Thus, MacKenzie's theory states that sensory cutaneous stimulation (e.g. placement of a needle) will cause functional reflex reactions to the muscles, the muscle vessels and the ligaments that receive sensory or motor innervation from the same myelotome. The reflex muscle contraction, the hyperalgesia, the tenderness and the associated autonomic manifestation (sympathetic and parasympathetic hyperactivity) are localized not to the site of the injury but to an area at a distance and may involve only a small part of a dermatome. The presence of cutaneous hyperalgesia associated with deep somatic or visceral pain disorders had been recognized by many physiologists like Head, Sherrington, Ross, Sturge and others. We believe that AP acts at a spinal or supraspinal level, using similar neural pathways that produce referred pain (antidromic activation of receptors at a distance). Also, depending on the referred visceral pain mechanisms, and the projection-convergence theory of Rusck, the skin, uses its own "language" (painful skin or muscle areas in visceral pain diseases of the heart, gallbladder, stomach etc) to reflect the exact skin area that needs stimulation, in order to eliminate the vicious cycle of pain[2].
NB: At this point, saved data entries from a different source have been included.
#[cfg(test)]
mod tests {
    use super::*;
    use crate::registers::RegisterFile;

    fn allocated(counts: [u8; INSTRUMENTS]) -> (InstrumentMap, Configuration, RegisterFile) {
        let mut config = Configuration::default();
        for (inst, &c) in config.instruments.iter_mut().zip(counts.iter()) {
            inst.note_count = c;
        }
        let mut map = InstrumentMap::new();
        let mut regs = RegisterFile::new();
        map.allocate_base_voices(&mut config, None, &mut regs);
        (map, config, regs)
    }

    #[test]
    fn test_allocation_ranges_do_not_overlap() {
        let cases: [[u8; INSTRUMENTS]; 5] = [
            [1; 8],
            [8, 0, 0, 0, 0, 0, 0, 0],
            [0, 0, 3, 0, 2, 0, 0, 3],
            [2, 2, 2, 2, 0, 0, 0, 0],
            [0; 8],
        ];
        for counts in cases {
            let (map, _, _) = allocated(counts);
            let mut next = 0;
            for (i, m) in map.iter().enumerate() {
                assert_eq!(m.note_count, counts[i] as usize);
                assert_eq!(m.base_voice, next);
                next += m.note_count;
            }
            assert!(next <= TOTAL_VOICES);
        }
    }

    #[test]
    fn test_allocation_is_idempotent() {
        let (mut map, mut config, mut regs) = allocated([2, 2, 2, 2, 0, 0, 0, 0]);
        assert!(map.allocate_base_voices(&mut config, None, &mut regs).is_empty());
    }

    #[test]
    fn test_growing_one_instrument_shrinks_the_last() {
        let (mut map, mut config, mut regs) = allocated([1; 8]);
        config.instruments[0].note_count = 5;
        let moved = map.allocate_base_voices(&mut config, Some(0), &mut regs);
        let counts: Vec<u8> = config.instruments.iter().map(|i| i.note_count).collect();
        assert_eq!(counts, vec![5, 1, 1, 1, 0, 0, 0, 0]);
        assert_eq!(config.total_notes(), TOTAL_VOICES);
        assert_eq!(moved, vec![0, 1, 2, 3, 4, 5, 6, 7]);
        assert_eq!(map.get(1).base_voice, 5);
        assert_eq!(map.get(3).channels(), 7..8);
    }

    #[test]
    fn test_moved_instruments_are_silenced() {
        let (mut map, mut config, mut regs) = allocated([2, 2, 0, 0, 0, 0, 0, 0]);
        map.note_on(1, 60, 100, &mut regs);
        map.refresh(127, &mut regs);
        assert_eq!(map.get(1).slots[0].state, NoteState::Sounding);

        config.instruments[0].note_count = 1;
        let moved = map.allocate_base_voices(&mut config, Some(0), &mut regs);
        assert_eq!(moved, vec![0, 1]);
        assert_eq!(map.get(1).base_voice, 1);
        assert!(!map.get(1).is_active());
    }

    #[test]
    fn test_note_on_prefers_free_slot() {
        let (mut map, _, mut regs) = allocated([3, 0, 0, 0, 0, 0, 0, 0]);
        assert_eq!(map.note_on(0, 60, 100, &mut regs), Some(0));
        assert_eq!(map.note_on(0, 62, 100, &mut regs), Some(1));
        map.note_off(0, 60);
        assert_eq!(map.get(0).slots[0].state, NoteState::Released);
        // Released counts as free.
        assert_eq!(map.note_on(0, 64, 100, &mut regs), Some(0));
        // LFO sync pulse ends with the reset bit clear.
        assert_eq!(regs.read(0x01), 0);
    }

    #[test]
    fn test_same_note_retriggers_its_slot() {
        let (mut map, _, mut regs) = allocated([2, 0, 0, 0, 0, 0, 0, 0]);
        map.note_on(0, 60, 100, &mut regs);
        map.note_on(0, 62, 100, &mut regs);
        map.refresh(127, &mut regs);
        assert_eq!(map.note_on(0, 62, 90, &mut regs), Some(1));
        assert_eq!(map.get(0).slots[1].velocity, 90);
    }

    #[test]
    fn test_voice_stealing_takes_the_oldest() {
        let (mut map, _, mut regs) = allocated([2, 0, 0, 0, 0, 0, 0, 0]);
        map.note_on(0, 60, 100, &mut regs);
        map.refresh(127, &mut regs);
        map.note_on(0, 64, 100, &mut regs);
        map.refresh(127, &mut regs);
        assert_eq!(map.note_on(0, 67, 100, &mut regs), Some(0));
        assert_eq!(map.get(0).slots[0].note, 67);
        assert_eq!(map.get(0).slots[1].note, 64);
    }

    #[test]
    fn test_voice_stealing_without_ticks() {
        let (mut map, _, mut regs) = allocated([2, 0, 0, 0, 0, 0, 0, 0]);
        map.note_on(0, 60, 100, &mut regs);
        map.note_on(0, 64, 100, &mut regs);
        assert_eq!(map.note_on(0, 67, 100, &mut regs), Some(0));
        assert_eq!(map.get(0).slots[1].note, 64);
    }

    #[test]
    fn test_voice_stealing_within_one_tick_keeps_newest() {
        let (mut map, _, mut regs) = allocated([2, 0, 0, 0, 0, 0, 0, 0]);
        for note in [60, 62, 64, 65] {
            map.note_on(0, note, 100, &mut regs);
        }
        assert_eq!(map.get(0).slots[0].note, 64);
        assert_eq!(map.get(0).slots[1].note, 65);
    }

    #[test]
    fn test_empty_instrument_ignores_notes() {
        let (mut map, _, mut regs) = allocated([0, 8, 0, 0, 0, 0, 0, 0]);
        assert_eq!(map.note_on(0, 60, 100, &mut regs), None);
        assert!(!map.get(1).is_active());
    }

    #[test]
    fn test_hold_keeps_released_notes_keyed() {
        let (mut map, _, mut regs) = allocated([1, 0, 0, 0, 0, 0, 0, 0]);
        map.get_mut(0).slot_mask = 0x0F;
        map.set_hold(0, 127);
        map.note_on(0, 60, 100, &mut regs);
        map.refresh(127, &mut regs);
        assert_eq!(regs.read(0x08), 0x78);

        map.note_off(0, 60);
        map.refresh(127, &mut regs);
        assert_eq!(regs.read(0x08), 0x78);
        assert_eq!(map.get(0).slots[0].state, NoteState::Released);

        map.set_hold(0, 0);
        map.refresh(127, &mut regs);
        assert_eq!(regs.read(0x08), 0x00);
        assert_eq!(map.get(0).slots[0].state, NoteState::Idle);
    }

    #[test]
    fn test_set_voice_loads_registers() {
        let (mut map, _, mut regs) = allocated([0, 2, 0, 0, 0, 0, 0, 0]);
        let tones = VoiceData::default_tones();
        regs.write(0x20, 0x40);
        regs.write(0x21, 0x40);
        map.set_voice(1, 5, &tones, &mut regs);

        let voice = &tones[5];
        let expect = voice.operator_registers();
        for ch in 0..2u8 {
            assert_eq!(regs.read(0x20 + ch), 0x40 | voice.fl_con());
            for op in 0..4u8 {
                let r = &expect[op as usize];
                let addr = ch + op * 8;
                assert_eq!(regs.read(0x40 + addr), r.dt1_mul);
                assert_eq!(regs.read(0x80 + addr), r.ks_ar);
                assert_eq!(regs.read(0xE0 + addr), r.sl_rr);
                let carrier = IS_VOL_SET[voice.con as usize][op as usize];
                assert_eq!(regs.read(0x60 + addr), if carrier { 127 } else { r.tl });
            }
        }
        assert_eq!(map.get(1).tone, 5);
        assert_eq!(map.get(1).total_level[3], 127 - voice.ops[3].tl);
        // Channel 2 belongs to nobody and is untouched.
        assert_eq!(regs.read(0x42), 0);
    }

    #[test]
    fn test_out_of_range_tone_uses_tone_zero() {
        let (mut map, _, mut regs) = allocated([1, 0, 0, 0, 0, 0, 0, 0]);
        let tones = VoiceData::default_tones();
        map.set_voice(0, 10_000, &tones, &mut regs);
        assert_eq!(map.get(0).tone, 0);
        assert_eq!(regs.read(0x40), tones[0].operator_registers()[0].dt1_mul);
    }

    #[test]
    fn test_bend_is_centred_and_clamped() {
        let mut map = InstrumentMap::new();
        map.set_bend(0, 8192);
        assert_eq!(map.get(0).bend, 0);
        map.set_bend(0, 0);
        assert_eq!(map.get(0).bend, -8192);
        map.set_bend(0, 0x3FFF);
        assert_eq!(map.get(0).bend, 8191);
        map.set_bend(0, u16::MAX);
        assert_eq!(map.get(0).bend, 8191);
    }

    #[test]
    fn test_all_note_off_keys_off_channels() {
        let (mut map, _, mut regs) = allocated([0, 0, 2, 0, 0, 0, 0, 0]);
        map.get_mut(2).slot_mask = 0x0F;
        map.note_on(2, 60, 100, &mut regs);
        map.refresh(127, &mut regs);
        map.all_note_off(2, &mut regs);
        assert_eq!(regs.read(0x08), 0x01);
        assert_eq!(map.get(2).slots[0].state, NoteState::Released);
        map.refresh(127, &mut regs);
        assert!(!map.get(2).is_active());
    }

    #[test]
    fn test_reset_runtime_keeps_allocation() {
        let (mut map, _, mut regs) = allocated([0, 3, 0, 0, 0, 0, 0, 0]);
        map.note_on(1, 60, 100, &mut regs);
        map.set_expression(1, 10);
        map.set_hold(1, 127);
        map.get_mut(1).reset_runtime();
        let m = map.get(1);
        assert_eq!((m.base_voice, m.note_count), (0, 3));
        assert_eq!(m.expression, 127);
        assert!(!m.hold);
        assert!(!m.is_active());
    }
}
Miltiades_K2 (1996) Neuroscience, neurophysiology and AP: Part 2.

For example, consider the placement of a needle (needling) at ST36 at a depth of 3 cm. This point is in the lower limbs, 1 cm outside the front margin of the leg and 3 cm below the tibial convexity (motor point of the anterior tibial muscle). This stimulation will cause:
a.        Local sensory stimulation of the area of the leg that is sensorially innervated by the cutaneous branch of the major saphenous nerve (neurotome L3-L4).
b.        Stimulation of sensory receptors and mechanoreceptors of the anterior tibial muscle (motor innervation by the deep radial nerve, L4, L5, S1 neurotome).
c.        Vasoconstriction or vasodilatation (depending on the stimulation parameters) of the front tibial artery, that supplies arterial blood to the skin and muscles of the area.
d.        Myochalasis, that will influence all groups of muscles that have a common neurotomal distribution in the L5 myelotome and in particular on the long extensor of the big toe (L4, L5, S1), the long and short tibial muscle (L4, L5) and the major gluteal muscle (L5, S1, S2) and finally.
e.        Activation of serotoninergic and endorphinergic pain modulation systems (central action).

For these reasons, ST36 is selected for stimulation in all cases of back pain or sciatica with L4-S1 pain distribution, with or without neurological findings.
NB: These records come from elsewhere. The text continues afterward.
impl Operator {
    fn new(sample_rate: f32) -> Self {
        Self {
            dt1: 0,
            mul: 0,
            tl: 0,
            ame: false,
            dt2: 0,
            env_params: EnvelopeParams::default(),
            envelope: Envelope::new(sample_rate),
            phase: 0.0,
            key_on: false,
        }
    }

    fn set_key(&mut self, on: bool) {
        if on && !self.key_on {
            self.phase = 0.0;
            self.envelope.key_on();
        } else if !on && self.key_on {
            self.envelope.key_off();
        }
        self.key_on = on;
    }

    fn ratio(&self) -> f32 {
        let mul = if self.mul == 0 { 0.5 } else { self.mul as f32 };
        let dt1_steps = (self.dt1 & 3) as f32;
        let dt1 = if self.dt1 & 4 != 0 { -dt1_steps } else { dt1_steps };
        let cents = DT2_CENTS[self.dt2 as usize & 3] + dt1 * DT1_CENTS_PER_STEP;
        mul * 2f32.powf(cents / 1200.0)
    }

    /// Produce one sample, modulated by `modulation` cycles of phase offset.
    fn output(&self, modulation: f32, am_steps: f32) -> f32 {
        if self.envelope.phase() == EnvelopePhase::Off {
            return 0.0;
        }
        let am = if self.ame { am_steps } else { 0.0 };
        let att = self.envelope.attenuation() as f32 + self.tl as f32 * 8.0 + am;
        if att >= ATTENUATION_MAX as f32 {
            return 0.0;
        }
        sin_cycles(self.phase + modulation) * attenuation_to_gain(att as u32)
    }
}

#[derive(Clone, Debug)]
struct Channel {
    con: u8,
    fl: u8,
    left: bool,
    right: bool,
    kc: u8,
    kf: u8,
    pms: u8,
    ams: u8,
    ops: [Operator; OPERATORS],
    feedback: [f32; 2],
}

impl Channel {
    fn new(sample_rate: f32) -> Self {
        Self {
            con: 0,
            fl: 0,
            left: false,
            right: false,
            kc: 0,
            kf: 0,
            pms: 0,
            ams: 0,
            ops: std::array::from_fn(|_| Operator::new(sample_rate)),
            feedback: [0.0; 2],
        }
    }

    /// 5-bit key code used for envelope key scaling.
    fn keyscale_code(&self) -> u8 {
        ((self.kc >> 4) & 7) << 2 | (self.kc & 0x0F) >> 2
    }

    /// Fundamental of this channel in Hz for a given master clock.
    fn base_frequency(&self, clock: f64) -> f64 {
        let octave = ((self.kc >> 4) & 7) as i32;
        let note = NOTE_CODE_SEMITONE[(self.kc & 0x0F) as usize] as i32;
        let semis = (octave - 4) * 12 + note - A_SEMITONE;
        let fraction = self.kf as f64 / 64.0;
        440.0 * (clock / REFERENCE_CLOCK) * 2f64.powf((semis as f64 + fraction) / 12.0)
    }

    fn is_silent(&self) -> bool {
        self.ops
            .iter()
            .all(|op| op.envelope.phase() == EnvelopePhase::Off)
    }
}

/// Software YM2151.
#[derive(Clone, Debug)]
pub struct Ym2151 {
    clock_hz: u32,
    sample_rate: u32,
    channels: [Channel; CHANNELS],
    lfo: Lfo,
    noise: u8,
}

impl Ym2151 {
    /// Create a chip clocked at `clock_hz` producing `sample_rate` samples
    /// per second.
    pub fn new(clock_hz: u32, sample_rate: u32) -> Self {
        let sr = sample_rate as f32;
        Self {
            clock_hz,
            sample_rate,
            channels: std::array::from_fn(|_| Channel::new(sr)),
            lfo: Lfo::new(sr),
            noise: 0,
        }
    }

    /// Master clock in Hz.
    pub fn clock_hz(&self) -> u32 {
        self.clock_hz
    }

    /// Frequency in Hz that a channel's key code currently selects.
    pub fn channel_frequency(&self, channel: usize) -> f64 {
        self.channels[channel % CHANNELS].base_frequency(self.clock_hz as f64)
    }

    /// Last value written to the noise register.
    pub fn noise_register(&self) -> u8 {
        self.noise
    }

    /// Current LFO waveform.
    pub fn lfo_waveform(&self) -> LfoWaveform {
        self.lfo.waveform()
    }

    /// True while any operator of `channel` is still producing sound.
    pub fn channel_active(&self, channel: usize) -> bool {
        !self.channels[channel % CHANNELS].is_silent()
    }

    fn write_operator(&mut self, addr: u8, value: u8) {
        let index = (addr & 0x1F) as usize;
        let ch = index & 7;
        let op_index = index >> 3;
        let op = &mut self.channels[ch].ops[op_index];
        match addr & 0xE0 {
            0x40 => {
                op.dt1 = (value >> 4) & 7;
                op.mul = value & 0x0F;
            }
            0x60 => op.tl = value & 0x7F,
            0x80 => {
                op.env_params.ks = value >> 6;
                op.env_params.ar = value & 0x1F;
            }
            0xA0 => {
                op.ame = value & 0x80 != 0;
                op.env_params.d1r = value & 0x1F;
            }
            0xC0 => {
                op.dt2 = value >> 6;
                op.env_params.d2r = value & 0x1F;
            }
            _ => {
                op.env_params.d1l = value >> 4;
                op.env_params.rr = value & 0x0F;
            }
        }
    }

    fn write_key_on(&mut self, value: u8) {
        let ch = (value & 7) as usize;
        for (op, bit) in self.channels[ch].ops.iter_mut().zip(KEY_ON_BIT) {
            op.set_key(value & (1 << bit) != 0);
        }
        trace!("OPM: key ch={} mask={:#04x}", ch, value >> 3);
    }

    fn render_channel(&mut self, ch: usize, pm: f32, am: f32) -> f32 {
        let clock = self.clock_hz as f64;
        let sample_rate = self.sample_rate as f32;
        let channel = &mut self.channels[ch];

        let base = channel.base_frequency(clock) as f32;
        let pitch = if channel.pms > 0 {
            2f32.powf(PMS_CENTS[channel.pms as usize] * pm / 1200.0)
        } else {
            1.0
        };
        let am_steps = AMS_STEPS[channel.ams as usize] * am;
        let keycode = channel.keyscale_code();

        for op in channel.ops.iter_mut() {
            op.envelope.tick(&op.env_params, keycode);
        }

        let fb = if channel.fl == 0 {
            0.0
        } else {
            (channel.feedback[0] + channel.feedback[1]) * 0.5 * (1u32 << channel.fl) as f32
                / 256.0
        };

        let [m1_op, m2_op, c1_op, c2_op] = &channel.ops;
        let m1 = m1_op.output(fb, am_steps);
        let s = MODULATION_SCALE;
        let out = match channel.con & 7 {
            0 => {
                let c1 = c1_op.output(m1 * s, am_steps);
                let m2 = m2_op.output(c1 * s, am_steps);
                c2_op.output(m2 * s, am_steps)
            }
            1 => {
                let c1 = c1_op.output(0.0, am_steps);
                let m2 = m2_op.output((m1 + c1) * s, am_steps);
                c2_op.output(m2 * s, am_steps)
            }
            2 => {
                let c1 = c1_op.output(0.0, am_steps);
                let m2 = m2_op.output(c1 * s, am_steps);
                c2_op.output((m1 + m2) * s, am_steps)
            }
            3 => {
                let c1 = c1_op.output(m1 * s, am_steps);
                let m2 = m2_op.output(0.0, am_steps);
                c2_op.output((c1 + m2) * s, am_steps)
            }
            4 => {
                let c1 = c1_op.output(m1 * s, am_steps);
                let m2 = m2_op.output(0.0, am_steps);
                c1 + c2_op.output(m2 * s, am_steps)
            }
            5 => {
                c1_op.output(m1 * s, am_steps)
                    + m2_op.output(m1 * s, am_steps)
                    + c2_op.output(m1 * s, am_steps)
            }
            6 => {
                c1_op.output(m1 * s, am_steps)
                    + m2_op.output(0.0, am_steps)
                    + c2_op.output(0.0, am_steps)
            }
            _ => {
                m1 + m2_op.output(0.0, am_steps)
                    + c1_op.output(0.0, am_steps)
                    + c2_op.output(0.0, am_steps)
            }
        };

        channel.feedback = [channel.feedback[1], m1];

        for op in channel.ops.iter_mut() {
            let inc = base * pitch * op.ratio() / sample_rate;
            op.phase += inc;
            op.phase -= op.phase.floor();
        }

        out
    }
}

impl OpmBackend for Ym2151 {
    fn reset(&mut self) {
        *self = Ym2151::new(self.clock_hz, self.sample_rate);
    }

    fn write_register(&mut self, addr: u8, value: u8) {
        match addr {
            0x01 => self.lfo.set_reset(value & 0x02 != 0),
            0x08 => self.write_key_on(value),
            0x0F => self.noise = value,
            0x18 => self.lfo.set_rate(value),
            0x19 => {
                if value & 0x80 != 0 {
                    self.lfo.pmd = value & 0x7F;
                } else {
                    self.lfo.amd = value & 0x7F;
                }
            }
            0x1B => self.lfo.set_waveform(LfoWaveform::from(value & 3)),
            0x20..=0x27 => {
                let ch = &mut self.channels[(addr & 7) as usize];
                ch.right = value & 0x80 != 0;
                ch.left = value & 0x40 != 0;
                ch.fl = (value >> 3) & 7;
                ch.con = value & 7;
            }
            0x28..=0x2F => self.channels[(addr & 7) as usize].kc = value & 0x7F,
            0x30..=0x37 => self.channels[(addr & 7) as usize].kf = value >> 2,
            0x38..=0x3F => {
                let ch = &mut self.channels[(addr & 7) as usize];
                ch.pms = (value >> 4) & 7;
                ch.ams = value & 3;
            }
            0x40..=0xFF => self.write_operator(addr, value),
            _ => trace!("OPM: ignored write {:#04x} = {:#04x}", addr, value),
        }
    }

    fn key_on_mask(&self, channel: usize) -> u8 {
        let ch = &self.channels[channel % CHANNELS];
        ch.ops
            .iter()
            .zip(KEY_ON_BIT)
            .filter(|(op, _)| op.key_on)
            .fold(0u8, |mask, (_, bit)| mask | 1 << (bit - 3))
    }

    fn clock(&mut self) -> [(i32, i32); CHANNELS] {
        self.lfo.tick();
        let pm = self.lfo.pm();
        let am = self.lfo.am();

        let mut out = [(0, 0); CHANNELS];
        for (ch, frame) in out.iter_mut().enumerate() {
            let sample = (self.render_channel(ch, pm, am) * CHANNEL_AMPLITUDE) as i32;
            let channel = &self.channels[ch];
            *frame = (
                if channel.left { sample } else { 0 },
                if channel.right { sample } else { 0 },
            );
        }
        out
    }

    fn sample_rate(&self) -> u32 {
        self.sample_rate
    }
}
Stux and Pomeranz,[6] formulated the hypothesis that 3 centres are activated by AP to release chemical transmitters that block pain messages.
a) The spinal cord that uses enkephalin and dynorphin (low frequency) and perhaps GABA (high frequency).
b) The midbrain uses enkephalin to activate the raphe descending system which inhibits spinal cord pain transmission by a synergic effect of the monoamines, serotonin and norepinephrine.
c) The hypothalamus-pituitary uses endorphin.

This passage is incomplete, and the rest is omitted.